:: Material supplied ::
//! Safety pre-check applied to every command before it is spawned.

use std::fmt;
use std::path::PathBuf;

use anyhow::{Context, Result};
use regex::Regex;
use tracing::warn;

/// Patterns refused by default. Matched against the rendered command line.
pub const DEFAULT_DENY_PATTERNS: &[&str] = &[
    r"\brm\s+-[a-zA-Z]*[rf][a-zA-Z]*\s+/(\s|$)",
    r"\bmkfs(\.\w+)?\b",
    r"\bdd\b.*\bof=/dev/",
    r":\(\)\s*\{\s*:\|:&\s*\};:",
    r"\b(shutdown|reboot|halt|poweroff)\b",
    r"\bgit\s+push\b.*(--force|-f\b)",
];

/// A command as it is about to be executed.
#[derive(Debug, Clone, PartialEq, Eq)]
pub struct CommandDescriptor {
    pub program: String,
    pub args: Vec<String>,
    pub workdir: Option<PathBuf>,
}

impl CommandDescriptor {
    pub fn new(program: impl Into<String>, args: Vec<String>) -> Self {
        Self {
            program: program.into(),
            args,
            workdir: None,
        }
    }

    /// Program and arguments joined by spaces.
    pub fn render(&self) -> String {
        let mut out = self.program.clone();
        for arg in &self.args {
            out.push(' ');
            out.push_str(arg);
        }
        out
    }
}

impl fmt::Display for CommandDescriptor {
    fn fmt(&self, f: &mut fmt::Formatter<'_>) -> fmt::Result {
        f.write_str(&self.render())
    }
}

#[derive(Debug, Clone, PartialEq, Eq)]
pub enum Verdict {
    Allow,
    Deny(String),
}

pub trait SafetyCheck {
    fn check(&self, command: &CommandDescriptor) -> Verdict;
}

/// Denies any command whose rendered form matches one of the patterns.
#[derive(Debug, Clone)]
pub struct DenyListPolicy {
    patterns: Vec<Regex>,
}

impl DenyListPolicy {
    pub fn new(patterns: &[String]) -> Result<Self> {
        let patterns = patterns
            .iter()
            .map(|pattern| {
                Regex::new(pattern).with_context(|| format!("compile deny pattern '{pattern}'"))
            })
            .collect::<Result<Vec<_>>>()?;
        Ok(Self { patterns })
    }
}

impl SafetyCheck for DenyListPolicy {
    fn check(&self, command: &CommandDescriptor) -> Verdict {
        let rendered = command.render();
        match self.patterns.iter().find(|pattern| pattern.is_match(&rendered)) {
            Some(pattern) => {
                warn!(command = %rendered, pattern = pattern.as_str(), "command denied");
                Verdict::Deny(format!("'{rendered}' matches deny pattern '{pattern}'"))
            }
            None => Verdict::Allow,
        }
    }
}

/// Permits everything.
#[derive(Debug, Clone, Copy, Default)]
pub struct AllowAll;

impl SafetyCheck for AllowAll {
    fn check(&self, _command: &CommandDescriptor) -> Verdict {
        Verdict::Allow
    }
}
//! Shared filesystem helpers.

use std::ffi::OsString;
use std::fs;
use std::path::{Path, PathBuf};

use anyhow::{Context, Result};
use serde::Serialize;

/// Write `contents` to `path` all-or-nothing: temp file in the same directory, then rename.
pub fn write_atomic(path: &Path, contents: &[u8]) -> Result<()> {
    let parent = path
        .parent()
        .with_context(|| format!("path missing parent {}", path.display()))?;
    if !parent.as_os_str().is_empty() {
        fs::create_dir_all(parent)
            .with_context(|| format!("create directory {}", parent.display()))?;
    }
    let tmp_path = tmp_path_for(path);
    fs::write(&tmp_path, contents)
        .with_context(|| format!("write temp file {}", tmp_path.display()))?;
    fs::rename(&tmp_path, path).with_context(|| format!("replace {}", path.display()))?;
    Ok(())
}

/// Pretty JSON with trailing newline, written atomically.
pub fn write_json_atomic<T: Serialize>(path: &Path, value: &T) -> Result<()> {
    let mut buf = serde_json::to_string_pretty(value).context("serialize json")?;
    buf.push('\n');
    write_atomic(path, buf.as_bytes())
}

/// `<name>.tmp` next to `path`.
pub fn tmp_path_for(path: &Path) -> PathBuf {
    let mut name: OsString = path
        .file_name()
        .map(|name| name.to_os_string())
        .unwrap_or_default();
    name.push(".tmp");
    path.with_file_name(name)
}

#[cfg(test)]
mod tests {
    use super::*;

    #[test]
    fn write_atomic_replaces_contents_and_cleans_temp() {
        let temp = tempfile::tempdir().expect("tempdir");
        let path = temp.path().join("nested/state.json");
        write_atomic(&path, b"one").expect("first write");
        write_atomic(&path, b"two").expect("second write");
        assert_eq!(fs::read_to_string(&path).expect("read"), "two");
        assert!(!tmp_path_for(&path).exists());
    }

    #[test]
    fn tmp_path_keeps_full_file_name() {
        let tmp = tmp_path_for(Path::new("/a/spec.md"));
        assert_eq!(tmp, PathBuf::from("/a/spec.md.tmp"));
    }
}
//! Deterministic dependency-ordered task selection.

use crate::core::state_store::TaskStateStore;
use crate::core::types::Status;
use crate::graph::{Task, TaskGraph};

/// Structured selection outcome.
#[derive(Debug, Clone, PartialEq, Eq)]
pub enum Selection<'a> {
    /// Next task to hand to the coordinator.
    Eligible(&'a Task),
    /// Every task is `Completed` or `Halted`.
    Finished,
    /// Nothing is eligible but some tasks are not terminal (e.g. a dependency halted).
    Blocked { waiting: Vec<String> },
}

/// `NotStarted` with every dependency `Completed`.
pub fn is_eligible(task: &Task, store: &TaskStateStore) -> bool {
    store.status(&task.id) == Some(Status::NotStarted)
        && task
            .dependencies
            .iter()
            .all(|dep| store.status(dep) == Some(Status::Completed))
}

/// First eligible task in declared order, if any.
pub fn next_eligible<'a>(graph: &'a TaskGraph, store: &TaskStateStore) -> Option<&'a Task> {
    graph.tasks().iter().find(|task| is_eligible(task, store))
}

/// Select the next task, distinguishing normal completion from a blocked graph.
pub fn select<'a>(graph: &'a TaskGraph, store: &TaskStateStore) -> Selection<'a> {
    if let Some(task) = next_eligible(graph, store) {
        return Selection::Eligible(task);
    }
    let waiting: Vec<String> = graph
        .tasks()
        .iter()
        .filter(|task| {
            store
                .status(&task.id)
                .is_some_and(|status| !status.is_terminal())
        })
        .map(|task| task.id.clone())
        .collect();
    if waiting.is_empty() {
        Selection::Finished
    } else {
        Selection::Blocked { waiting }
    }
}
:::
§ Task brief: Reproduce the whole of the records exactly, so that no line differs from the source above.

§ Result of the exercise:
//! Safety pre-check applied to every command before it is spawned.

use std::fmt;
use std::path::PathBuf;

use anyhow::{Context, Result};
use regex::Regex;
use tracing::warn;

/// Patterns refused by default. Matched against the rendered command line.
pub const DEFAULT_DENY_PATTERNS: &[&str] = &[
    r"\brm\s+-[a-zA-Z]*[rf][a-zA-Z]*\s+/(\s|$)",
    r"\bmkfs(\.\w+)?\b",
    r"\bdd\b.*\bof=/dev/",
    r":\(\)\s*\{\s*:\|:&\s*\};:",
    r"\b(shutdown|reboot|halt|poweroff)\b",
    r"\bgit\s+push\b.*(--force|-f\b)",
];

/// A command as it is about to be executed.
#[derive(Debug, Clone, PartialEq, Eq)]
pub struct CommandDescriptor {
    pub program: String,
    pub args: Vec<String>,
    pub workdir: Option<PathBuf>,
}

impl CommandDescriptor {
    pub fn new(program: impl Into<String>, args: Vec<String>) -> Self {
        Self {
            program: program.into(),
            args,
            workdir: None,
        }
    }

    /// Program and arguments joined by spaces.
    pub fn render(&self) -> String {
        let mut out = self.program.clone();
        for arg in &self.args {
            out.push(' ');
            out.push_str(arg);
        }
        out
    }
}

impl fmt::Display for CommandDescriptor {
    fn fmt(&self, f: &mut fmt::Formatter<'_>) -> fmt::Result {
        f.write_str(&self.render())
    }
}

#[derive(Debug, Clone, PartialEq, Eq)]
pub enum Verdict {
    Allow,
    Deny(String),
}

pub trait SafetyCheck {
    fn check(&self, command: &CommandDescriptor) -> Verdict;
}

/// Denies any command whose rendered form matches one of the patterns.
#[derive(Debug, Clone)]
pub struct DenyListPolicy {
    patterns: Vec<Regex>,
}

impl DenyListPolicy {
    pub fn new(patterns: &[String]) -> Result<Self> {
        let patterns = patterns
            .iter()
            .map(|pattern| {
                Regex::new(pattern).with_context(|| format!("compile deny pattern '{pattern}'"))
            })
            .collect::<Result<Vec<_>>>()?;
        Ok(Self { patterns })
    }
}

impl SafetyCheck for DenyListPolicy {
    fn check(&self, command: &CommandDescriptor) -> Verdict {
        let rendered = command.render();
        match self.patterns.iter().find(|pattern| pattern.is_match(&rendered)) {
            Some(pattern) => {
                warn!(command = %rendered, pattern = pattern.as_str(), "command denied");
                Verdict::Deny(format!("'{rendered}' matches deny pattern '{pattern}'"))
            }
            None => Verdict::Allow,
        }
    }
}

/// Permits everything.
#[derive(Debug, Clone, Copy, Default)]
pub struct AllowAll;

impl SafetyCheck for AllowAll {
    fn check(&self, _command: &CommandDescriptor) -> Verdict {
        Verdict::Allow
    }
}
//! Shared filesystem helpers.

use std::ffi::OsString;
use std::fs;
use std::path::{Path, PathBuf};

use anyhow::{Context, Result};
use serde::Serialize;

/// Write `contents` to `path` all-or-nothing: temp file in the same directory, then rename.
pub fn write_atomic(path: &Path, contents: &[u8]) -> Result<()> {
    let parent = path
        .parent()
        .with_context(|| format!("path missing parent {}", path.display()))?;
    if !parent.as_os_str().is_empty() {
        fs::create_dir_all(parent)
            .with_context(|| format!("create directory {}", parent.display()))?;
    }
    let tmp_path = tmp_path_for(path);
    fs::write(&tmp_path, contents)
        .with_context(|| format!("write temp file {}", tmp_path.display()))?;
    fs::rename(&tmp_path, path).with_context(|| format!("replace {}", path.display()))?;
    Ok(())
}

/// Pretty JSON with trailing newline, written atomically.
pub fn write_json_atomic<T: Serialize>(path: &Path, value: &T) -> Result<()> {
    let mut buf = serde_json::to_string_pretty(value).context("serialize json")?;
    buf.push('\n');
    write_atomic(path, buf.as_bytes())
}

/// `<name>.tmp` next to `path`.
pub fn tmp_path_for(path: &Path) -> PathBuf {
    let mut name: OsString = path
        .file_name()
        .map(|name| name.to_os_string())
        .unwrap_or_default();
    name.push(".tmp");
    path.with_file_name(name)
}

#[cfg(test)]
mod tests {
    use super::*;

    #[test]
    fn write_atomic_replaces_contents_and_cleans_temp() {
        let temp = tempfile::tempdir().expect("tempdir");
        let path = temp.path().join("nested/state.json");
        write_atomic(&path, b"one").expect("first write");
        write_atomic(&path, b"two").expect("second write");
        assert_eq!(fs::read_to_string(&path).expect("read"), "two");
        assert!(!tmp_path_for(&path).exists());
    }

    #[test]
    fn tmp_path_keeps_full_file_name() {
        let tmp = tmp_path_for(Path::new("/a/spec.md"));
        assert_eq!(tmp, PathBuf::from("/a/spec.md.tmp"));
    }
}
//! Deterministic dependency-ordered task selection.

use crate::core::state_store::TaskStateStore;
use crate::core::types::Status;
use crate::graph::{Task, TaskGraph};

/// Structured selection outcome.
#[derive(Debug, Clone, PartialEq, Eq)]
pub enum Selection<'a> {
    /// Next task to hand to the coordinator.
    Eligible(&'a Task),
    /// Every task is `Completed` or `Halted`.
    Finished,
    /// Nothing is eligible but some tasks are not terminal (e.g. a dependency halted).
    Blocked { waiting: Vec<String> },
}

/// `NotStarted` with every dependency `Completed`.
pub fn is_eligible(task: &Task, store: &TaskStateStore) -> bool {
    store.status(&task.id) == Some(Status::NotStarted)
        && task
            .dependencies
            .iter()
            .all(|dep| store.status(dep) == Some(Status::Completed))
}

/// First eligible task in declared order, if any.
pub fn next_eligible<'a>(graph: &'a TaskGraph, store: &TaskStateStore) -> Option<&'a Task> {
    graph.tasks().iter().find(|task| is_eligible(task, store))
}

/// Select the next task, distinguishing normal completion from a blocked graph.
pub fn select<'a>(graph: &'a TaskGraph, store: &TaskStateStore) -> Selection<'a> {
    if let Some(task) = next_eligible(graph, store) {
        return Selection::Eligible(task);
    }
    let waiting: Vec<String> = graph
        .tasks()
        .iter()
        .filter(|task| {
            store
                .status(&task.id)
                .is_some_and(|status| !status.is_terminal())
        })
        .map(|task| task.id.clone())
        .collect();
    if waiting.is_empty() {
        Selection::Finished
    } else {
        Selection::Blocked { waiting }
    }
}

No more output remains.